Methodology: It was a descriptive study with retrospective data collection conducted at department of Obstetrics, Liaquat University of Medical and Health Sciences, Jamshoro, from January 2017 to June 2020. Sampling of patients was done by non-probability based purposive technique. The inclusion criteria were any patient presenting within 42 days of vaginal delivery with diagnosis of puerperal sepsis without any co morbid illness while the patients with puerperal sepsis after caesarean section, instrumental delivery or abortion or vaginal delivery with co morbid illness were excluded. The patients were divided into 2 groups (Group1= Health facility, Group 2 = Home delivery). Details gathered through case records and data was analyzed by SPSS version 22.0.

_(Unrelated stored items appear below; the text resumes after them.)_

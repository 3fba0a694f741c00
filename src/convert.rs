//! Conversion between solar and lunar dates.

use tracing::debug;

use crate::error::Error;
use crate::lunar::{LunarDate, LunarMonth};
use crate::solar::SolarDate;
use crate::table::LunarTable;

/// Converts dates in both directions using a borrowed [`LunarTable`].
///
/// Conversions are pure; a converter is cheap to copy and share between
/// threads.
///
/// # Examples
///
/// ```
/// use lunar_birthday::{Converter, LunarMonth, SolarDate};
///
/// let converter = Converter::chinese();
/// let solar = SolarDate::new(2000, 1, 1).unwrap();
/// let lunar = converter.solar_to_lunar(solar).unwrap();
///
/// assert_eq!((1999, LunarMonth::Ordinary(11), 25), (lunar.year(), lunar.month(), lunar.day()));
/// assert_eq!(converter.lunar_to_solar(lunar), Ok(solar));
/// ```
#[derive(Debug, Clone, Copy)]
pub struct Converter<'t> {
    table: &'t LunarTable,
}

impl Converter<'static> {
    /// Converter over the bundled Chinese table (1900 to 2100).
    pub fn chinese() -> Self {
        Self::new(LunarTable::chinese())
    }
}

impl Default for Converter<'static> {
    fn default() -> Self {
        Self::chinese()
    }
}

impl<'t> Converter<'t> {
    pub const fn new(table: &'t LunarTable) -> Self {
        Self { table }
    }

    pub const fn table(&self) -> &'t LunarTable {
        self.table
    }

    /// Day offset of `date` from the table's epoch.
    ///
    /// # Errors
    /// Returns `Error::OutOfRange` if `date` falls outside the table.
    pub fn offset_of(&self, date: SolarDate) -> Result<i64, Error> {
        let offset = self.table.epoch().days_until(date);
        if offset < 0 || offset >= self.table.total_days() {
            return Err(Error::out_of_range(format!("solar date {date}")));
        }
        Ok(offset)
    }

    /// Finds the lunar date that falls on `date`.
    ///
    /// # Errors
    /// Returns `Error::OutOfRange` if `date` is before the epoch or after the
    /// last day of the table.
    pub fn solar_to_lunar(&self, date: SolarDate) -> Result<LunarDate, Error> {
        let offset = self.offset_of(date)?;
        let (record, mut rest) = self
            .table
            .locate(offset)
            .ok_or_else(|| Error::out_of_range(format!("solar date {date}")))?;

        for (month, len) in record.months() {
            let len = i64::from(len);
            if rest < len {
                // `rest` is below the month length, so it fits in a u8.
                let lunar = LunarDate::new(self.table, record.year(), month, rest as u8 + 1)?;
                debug!(%date, %lunar, "solar to lunar");
                return Ok(lunar);
            }
            rest -= len;
        }
        Err(Error::out_of_range(format!("solar date {date}")))
    }

    /// Finds the solar date of `date`.
    ///
    /// The lunar date is validated again against this converter's table, so
    /// dates built from another table are rejected rather than misplaced.
    ///
    /// # Errors
    /// - `Error::OutOfRange` if the table does not cover the lunar year
    /// - `Error::InvalidLeapMonth` if the year has no such leap month
    /// - `Error::InvalidDay` if the day exceeds the month length
    pub fn lunar_to_solar(&self, date: LunarDate) -> Result<SolarDate, Error> {
        let record = self.table.lookup(date.year())?;
        let slot = record.slot(date.month())?;
        let max = record.month_lengths()[slot];
        if date.day() > max {
            return Err(Error::InvalidDay {
                year: date.year(),
                month: date.month(),
                day: date.day(),
                max,
            });
        }

        let months_before: i64 = record.month_lengths()[..slot]
            .iter()
            .copied()
            .map(i64::from)
            .sum();
        let offset = self.table.year_start(date.year())? + months_before + i64::from(date.day()) - 1;
        let solar = self.table.epoch().add_days(offset)?;
        debug!(lunar = %date, %solar, "lunar to solar");
        Ok(solar)
    }

    /// Builds and converts a lunar date from raw components.
    ///
    /// # Errors
    /// `Error::InvalidMonth` for a month outside `1..=12`, otherwise the
    /// errors of [`LunarDate::new`].
    pub fn lunar_parts_to_solar(
        &self,
        year: u16,
        month: u8,
        day: u8,
        is_leap: bool,
    ) -> Result<SolarDate, Error> {
        let month = LunarMonth::new(month, is_leap)?;
        let date = LunarDate::new(self.table, year, month, day)?;
        self.lunar_to_solar(date)
    }
}

#[cfg(test)]
mod tests {
    use proptest::prelude::*;

    use super::*;
    use crate::table::LunarYearRecord;

    fn solar(y: u16, m: u8, d: u8) -> SolarDate {
        SolarDate::new(y, m, d).unwrap()
    }

    fn lunar(y: u16, month: LunarMonth, d: u8) -> LunarDate {
        LunarDate::new(LunarTable::chinese(), y, month, d).unwrap()
    }

    #[test]
    fn test_golden_vectors() {
        use LunarMonth::*;
        let converter = Converter::chinese();
        let cases = [
            ((2000, 1, 1), (1999, Ordinary(11), 25)),
            ((2000, 2, 5), (2000, Ordinary(1), 1)),
            ((1900, 1, 31), (1900, Ordinary(1), 1)),
            ((2017, 1, 28), (2017, Ordinary(1), 1)),
            ((2017, 7, 22), (2017, Ordinary(6), 29)),
            ((2017, 7, 23), (2017, Leap(6), 1)),
            ((2017, 8, 22), (2017, Ordinary(7), 1)),
            ((1990, 6, 23), (1990, Leap(5), 1)),
            ((2023, 3, 22), (2023, Leap(2), 1)),
            ((2023, 4, 20), (2023, Ordinary(3), 1)),
            ((2024, 2, 10), (2024, Ordinary(1), 1)),
            ((2101, 1, 28), (2100, Ordinary(12), 29)),
        ];
        for ((y, m, d), (ly, lm, ld)) in cases {
            let s = solar(y, m, d);
            let l = lunar(ly, lm, ld);
            assert_eq!(converter.solar_to_lunar(s), Ok(l), "{s}");
            assert_eq!(converter.lunar_to_solar(l), Ok(s), "{l}");
        }
    }

    #[test]
    fn test_solar_out_of_range() {
        let converter = Converter::chinese();
        for s in [solar(1900, 1, 30), solar(1, 1, 1), solar(2101, 1, 29), solar(9999, 12, 31)] {
            assert!(converter.solar_to_lunar(s).unwrap_err().is_out_of_range(), "{s}");
        }
    }

    #[test]
    fn test_lunar_parts_rejections() {
        let converter = Converter::chinese();
        assert_eq!(
            converter.lunar_parts_to_solar(2000, 1, 1, true),
            Err(Error::InvalidLeapMonth { year: 2000, month: 1 })
        );
        assert_eq!(
            converter.lunar_parts_to_solar(2017, 7, 1, true),
            Err(Error::InvalidLeapMonth { year: 2017, month: 7 })
        );
        assert_eq!(
            converter.lunar_parts_to_solar(2017, 6, 30, false),
            Err(Error::InvalidDay {
                year:  2017,
                month: LunarMonth::Ordinary(6),
                day:   30,
                max:   29,
            })
        );
        assert_eq!(
            converter.lunar_parts_to_solar(2017, 13, 1, false),
            Err(Error::InvalidMonth { month: 13 })
        );
        assert!(converter
            .lunar_parts_to_solar(2101, 1, 1, false)
            .unwrap_err()
            .is_out_of_range());
        assert_eq!(converter.lunar_parts_to_solar(2017, 6, 30, true), Ok(solar(2017, 8, 21)));
    }

    #[test]
    fn test_foreign_table_dates_are_revalidated() {
        // A table where lunar year 2000 has a leap first month.
        let epoch = solar(2000, 2, 5);
        let records = vec![LunarYearRecord::new(2000, vec![30; 13], Some(1)).unwrap()];
        let custom = LunarTable::new(epoch, records).unwrap();
        let date = LunarDate::new(&custom, 2000, LunarMonth::Leap(1), 30).unwrap();

        assert_eq!(Converter::new(&custom).lunar_to_solar(date), Ok(solar(2000, 4, 4)));
        assert_eq!(
            Converter::chinese().lunar_to_solar(date),
            Err(Error::InvalidLeapMonth { year: 2000, month: 1 })
        );
    }

    #[test]
    fn test_whole_table_round_trip() {
        let converter = Converter::chinese();
        let table = converter.table();
        let mut date = table.epoch();
        let mut previous: Option<LunarDate> = None;
        loop {
            let l = converter.solar_to_lunar(date).unwrap();
            assert_eq!(converter.lunar_to_solar(l), Ok(date));
            if let Some(p) = previous {
                assert!(p < l, "{p} then {l}");
            }
            previous = Some(l);
            if date == table.last_date() {
                break;
            }
            date = date.succ().unwrap();
        }
    }

    #[test]
    fn test_every_lunar_day_round_trips() {
        let converter = Converter::chinese();
        for record in converter.table().records() {
            for (month, len) in record.months() {
                for day in 1..=len {
                    let l = lunar(record.year(), month, day);
                    let s = converter.lunar_to_solar(l).unwrap();
                    assert_eq!(converter.solar_to_lunar(s), Ok(l));
                }
            }
        }
    }

    fn solar_in_table() -> impl Strategy<Value = SolarDate> {
        let table = LunarTable::chinese();
        (0..table.total_days()).prop_map(move |offset| table.epoch().add_days(offset).unwrap())
    }

    proptest! {
        #[test]
        fn prop_solar_round_trip(date in solar_in_table()) {
            let converter = Converter::chinese();
            let l = converter.solar_to_lunar(date).unwrap();
            prop_assert_eq!(converter.lunar_to_solar(l), Ok(date));
        }

        #[test]
        fn prop_offsets_are_monotonic(a in solar_in_table(), b in solar_in_table()) {
            let converter = Converter::chinese();
            let (a, b) = if a <= b { (a, b) } else { (b, a) };
            let oa = converter.offset_of(a).unwrap();
            let ob = converter.offset_of(b).unwrap();
            prop_assert_eq!(a < b, oa < ob);
            let la = converter.solar_to_lunar(a).unwrap();
            let lb = converter.solar_to_lunar(b).unwrap();
            prop_assert_eq!(a < b, la < lb);
        }
    }
}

Results: The frequency of puerperal sepsis was found to be 0.7%. Out of 121 cases, 58 patients were included in the study. There was no statistically significant association between place of delivery and frequency of cases. The majority of the patients were in the age group 20-30 years in both groups. The time lapse from symptoms to presentation was prolonged in group 2 but not statistically significant. Laparotomy, intensive care unit admission, and mortality were higher in group 2.
Conclusion: Puerperal sepsis after health care facility delivery is an emerging challenge demanding improvement in health practices. Training of traditional birth attendants about safe delivery and early referral can reduce home delivery complications.